Brazil may flout trade laws to keep AIDS drugs free for patients
17 March 2001. Related: Treatment access.
Brazil’s AIDS drug program—which produces HIV-fighting medicines locally at a drastically reduced cost and offers them free to HIV-positive Brazilians, most of whom would not be able to afford the drugs at their regular prices—is coming under fire from multinational drug companies that are demanding international patent laws be respected.
The two most important drugs in the program are Merck’s efavirenz and Roche Holding’s nelfinavir [Ed. – Merck and Roche are in fact distributors of these drugs and not the patent holders in Brazil], which together comprised about 36 percent of Brazil’s AIDS program spending in 2000 of $319 million, spurring the government to threaten local generic production if prices are not reduced by the manufacturers.

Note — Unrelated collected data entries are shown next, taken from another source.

//! Runtime configuration
//!
//! [`Settings`] is the optional settings file (YAML or JSON) holding retry,
//! rate limit and upload defaults plus custom source definitions.
//! [`Credentials`] are read once from the environment at the process
//! boundary. [`JobConfig`] is the validated, read-only input of one fetch job.

use crate::dates::DateWindow;
use crate::error::{Error, Result};
use crate::http::{RateLimiterConfig, RetryPolicy};
use crate::output::{ObjectStoreSink, UploadOptions};
use crate::sources::SourceDefinition;
use serde::{Deserialize, Serialize};
use std::fmt;
use std::path::Path;
use std::time::Duration;

/// Environment variable holding the bearer token
pub const BEARER_TOKEN_VAR: &str = "BEARER_TOKEN";

/// Environment variable holding the Cloudflare R2 endpoint
pub const R2_ENDPOINT_VAR: &str = "R2_ENDPOINT_URL";

/// Default number of pages per job
pub const DEFAULT_MAX_PAGES: u32 = 5;

// ============================================================================
// Settings File
// ============================================================================

/// Settings loaded from a YAML or JSON file
#[derive(Debug, Clone, Default, Serialize, Deserialize)]
pub struct Settings {
    /// Retry behavior for every request
    #[serde(default)]
    pub retry: RetrySettings,

    /// Optional client-side rate limit
    #[serde(default)]
    pub rate_limit: Option<RateLimiterConfig>,

    /// Default page cap for jobs that do not set one
    #[serde(default)]
    pub max_pages: Option<u32>,

    /// Default naming for uploaded objects
    #[serde(default)]
    pub upload: UploadOptions,

    /// S3-compatible endpoint for `r2://` destinations
    #[serde(default)]
    pub r2_endpoint: Option<String>,

    /// Additional sources, looked up before the built-in presets
    #[serde(default)]
    pub sources: Vec<SourceDefinition>,
}

impl Settings {
    /// Load settings from a `.yaml`, `.yml` or `.json` file
    pub fn load(path: impl AsRef<Path>) -> Result<Self> {
        let path = path.as_ref();
        let content = std::fs::read_to_string(path).map_err(|e| {
            if e.kind() == std::io::ErrorKind::NotFound {
                Error::file_not_found(path.display().to_string())
            } else {
                Error::config(format!(
                    "Failed to read settings file '{}': {e}",
                    path.display()
                ))
            }
        })?;

        let settings: Self = match path.extension().and_then(|e| e.to_str()) {
            Some("yaml" | "yml") => serde_yaml::from_str(&content)?,
            Some("json") => serde_json::from_str(&content)?,
            _ => {
                return Err(Error::config(format!(
                    "Settings file '{}' must be .yaml, .yml or .json",
                    path.display()
                )))
            }
        };

        settings.validate()?;
        Ok(settings)
    }

    /// Parse settings from a YAML string
    pub fn from_yaml_str(yaml: &str) -> Result<Self> {
        let settings: Self = serde_yaml::from_str(yaml)?;
        settings.validate()?;
        Ok(settings)
    }

    /// Check every value
    pub fn validate(&self) -> Result<()> {
        self.retry.policy()?;
        if let Some(ref limit) = self.rate_limit {
            if limit.requests_per_second == 0 {
                return Err(Error::invalid_value(
                    "rate_limit.requests_per_second",
                    "must be at least 1",
                ));
            }
        }
        if self.max_pages == Some(0) {
            return Err(Error::invalid_value("max_pages", "must be at least 1"));
        }
        for source in &self.sources {
            source.validate()?;
        }
        Ok(())
    }

    /// Fill settings the file left unset from the environment
    ///
    /// Called once at the process boundary.
    #[must_use]
    pub fn with_env_overrides(mut self) -> Self {
        if self.r2_endpoint.is_none() {
            self.r2_endpoint = std::env::var(R2_ENDPOINT_VAR)
                .ok()
                .filter(|e| !e.trim().is_empty());
        }
        self
    }

    /// Build the storage sink these settings describe
    pub fn sink(&self) -> ObjectStoreSink {
        match self.r2_endpoint {
            Some(ref endpoint) => ObjectStoreSink::new().with_r2_endpoint(endpoint.clone()),
            None => ObjectStoreSink::new(),
        }
    }

    /// Find a custom source by name, ignoring case
    pub fn source(&self, name: &str) -> Option<&SourceDefinition> {
        self.sources
            .iter()
            .find(|s| s.name.eq_ignore_ascii_case(name))
    }
}

/// Retry settings in file units
#[derive(Debug, Clone, PartialEq, Serialize, Deserialize)]
pub struct RetrySettings {
    /// Total attempts per request
    #[serde(default = "default_max_attempts")]
    pub max_attempts: u32,
    /// Delay after the first failure, in milliseconds
    #[serde(default = "default_initial_delay_ms")]
    pub initial_delay_ms: u64,
    /// Growth factor between delays
    #[serde(default = "default_backoff_multiplier")]
    pub backoff_multiplier: f64,
    /// Per-attempt timeout, in milliseconds
    #[serde(default = "default_timeout_ms")]
    pub timeout_ms: u64,
}

fn default_max_attempts() -> u32 {
    10
}

fn default_initial_delay_ms() -> u64 {
    3_000
}

fn default_backoff_multiplier() -> f64 {
    2.0
}

fn default_timeout_ms() -> u64 {
    15_000
}

impl Default for RetrySettings {
    fn default() -> Self {
        Self {
            max_attempts: default_max_attempts(),
            initial_delay_ms: default_initial_delay_ms(),
            backoff_multiplier: default_backoff_multiplier(),
            timeout_ms: default_timeout_ms(),
        }
    }
}

impl RetrySettings {
    /// Build the validated [`RetryPolicy`]
    pub fn policy(&self) -> Result<RetryPolicy> {
        RetryPolicy::new(
            self.max_attempts,
            Duration::from_millis(self.initial_delay_ms),
            self.backoff_multiplier,
            Duration::from_millis(self.timeout_ms),
        )
    }
}

// ============================================================================
// Credentials
// ============================================================================

/// Secrets passed explicitly into sources
#[derive(Clone, Default)]
pub struct Credentials {
    bearer_token: Option<String>,
}

impl Credentials {
    /// Credentials holding a bearer token
    pub fn bearer(token: impl Into<String>) -> Self {
        Self {
            bearer_token: Some(token.into()),
        }
    }

    /// Read credentials from the process environment
    pub fn from_env() -> Self {
        let bearer_token = std::env::var(BEARER_TOKEN_VAR)
            .ok()
            .filter(|t| !t.trim().is_empty());
        Self { bearer_token }
    }

    /// Bearer token, if any
    pub fn bearer_token(&self) -> Option<&str> {
        self.bearer_token.as_deref()
    }

    /// Bearer token, failing if it is missing
    pub fn require_bearer_token(&self) -> Result<&str> {
        self.bearer_token().ok_or_else(|| {
            Error::config(format!(
                "Bearer token required; set {BEARER_TOKEN_VAR} in the environment"
            ))
        })
    }
}

impl fmt::Debug for Credentials {
    fn fmt(&self, f: &mut fmt::Formatter<'_>) -> fmt::Result {
        f.debug_struct("Credentials")
            .field("bearer_token", &self.bearer_token.as_ref().map(|_| "***"))
            .finish()
    }
}

// ============================================================================
// Job Config
// ============================================================================

/// What a job writes to its output file
#[derive(Debug, Clone, Copy, Default, PartialEq, Eq, Serialize, Deserialize, clap::ValueEnum)]
#[serde(rename_all = "snake_case")]
pub enum OutputMode {
    /// Every record of every page, in fetch order
    #[default]
    Records,
    /// Every page body as returned by the source
    Pages,
}

/// Validated input of one fetch job
#[derive(Debug, Clone, PartialEq, Eq)]
pub struct JobConfig {
    /// Search term
    pub term: String,
    /// Day to fetch
    pub window: DateWindow,
    /// Page cap, at least 1
    pub max_pages: u32,
    /// Local output filename; its extension picks the format
    pub output: String,
    /// Sink destination (bucket URL or directory)
    pub destination: String,
    /// Naming options for the upload
    pub upload: UploadOptions,
    /// Records or whole pages
    pub mode: OutputMode,
}

impl JobConfig {
    /// Start building a job for `term` uploading to `destination`
    pub fn builder(term: impl Into<String>, destination: impl Into<String>) -> JobConfigBuilder {
        JobConfigBuilder {
            term: term.into(),
            destination: destination.into(),
            window: None,
            max_pages: None,
            output: None,
            upload: UploadOptions::default(),
            mode: OutputMode::default(),
        }
    }

    /// Default output filename: `{term}_{date}.jsonl`
    ///
    /// Characters that are unsafe in file names are replaced with `_`.
    pub fn default_output(term: &str, window: &DateWindow) -> String {
        let safe: String = term
            .chars()
            .map(|c| {
                if c.is_alphanumeric() || matches!(c, '-' | '_' | '.') {
                    c
                } else {
                    '_'
                }
            })
            .collect();
        format!("{safe}_{window}.jsonl")
    }
}

/// Builder for [`JobConfig`]
#[derive(Debug, Clone)]
pub struct JobConfigBuilder {
    term: String,
    destination: String,
    window: Option<DateWindow>,
    max_pages: Option<u32>,
    output: Option<String>,
    upload: UploadOptions,
    mode: OutputMode,
}

impl JobConfigBuilder {
    /// Day to fetch (defaults to yesterday, UTC)
    #[must_use]
    pub fn window(mut self, window: DateWindow) -> Self {
        self.window = Some(window);
        self
    }

    /// Page cap (defaults to 5)
    #[must_use]
    pub fn max_pages(mut self, max_pages: u32) -> Self {
        self.max_pages = Some(max_pages);
        self
    }

    /// Local output filename (defaults to `{term}_{date}.jsonl`)
    #[must_use]
    pub fn output(mut self, output: impl Into<String>) -> Self {
        self.output = Some(output.into());
        self
    }

    /// Upload naming options
    #[must_use]
    pub fn upload(mut self, upload: UploadOptions) -> Self {
        self.upload = upload;
        self
    }

    /// Write records (default) or whole page bodies
    #[must_use]
    pub fn mode(mut self, mode: OutputMode) -> Self {
        self.mode = mode;
        self
    }

    /// Validate and build
    pub fn build(self) -> Result<JobConfig> {
        if self.term.trim().is_empty() {
            return Err(Error::invalid_value("term", "must not be empty"));
        }
        if self.destination.trim().is_empty() {
            return Err(Error::invalid_value("destination", "must not be empty"));
        }

        let max_pages = self.max_pages.unwrap_or(DEFAULT_MAX_PAGES);
        if max_pages == 0 {
            return Err(Error::invalid_value("max_pages", "must be at least 1"));
        }

        let window = self.window.unwrap_or_else(DateWindow::yesterday);
        let output = match self.output {
            Some(output) if output.trim().is_empty() => {
                return Err(Error::invalid_value("output", "must not be empty"))
            }
            Some(output) => output,
            None => JobConfig::default_output(&self.term, &window),
        };

        Ok(JobConfig {
            term: self.term,
            window,
            max_pages,
            output,
            destination: self.destination,
            upload: self.upload,
            mode: self.mode,
        })
    }
}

However, the problem is more than just the two drugs, because Brazil will need to increase its importation of AIDS drugs by five times before 2005, spending as much as $1.7 billion to treat HIV-positive patients.
A statute in Brazilian law permits the move to generics after three years of patent protection if a drug is considered vital. While the clause is being contested by the U.S. government and drug companies to the World Trade Organization, there is no denying that the program has cut the number of AIDS-related deaths in Brazil by 50 percent over the past four years and slowed HIV transmission to well below World Health Organization predictions.
Reference:
Wall Street Journal (12/02/01) P. B1.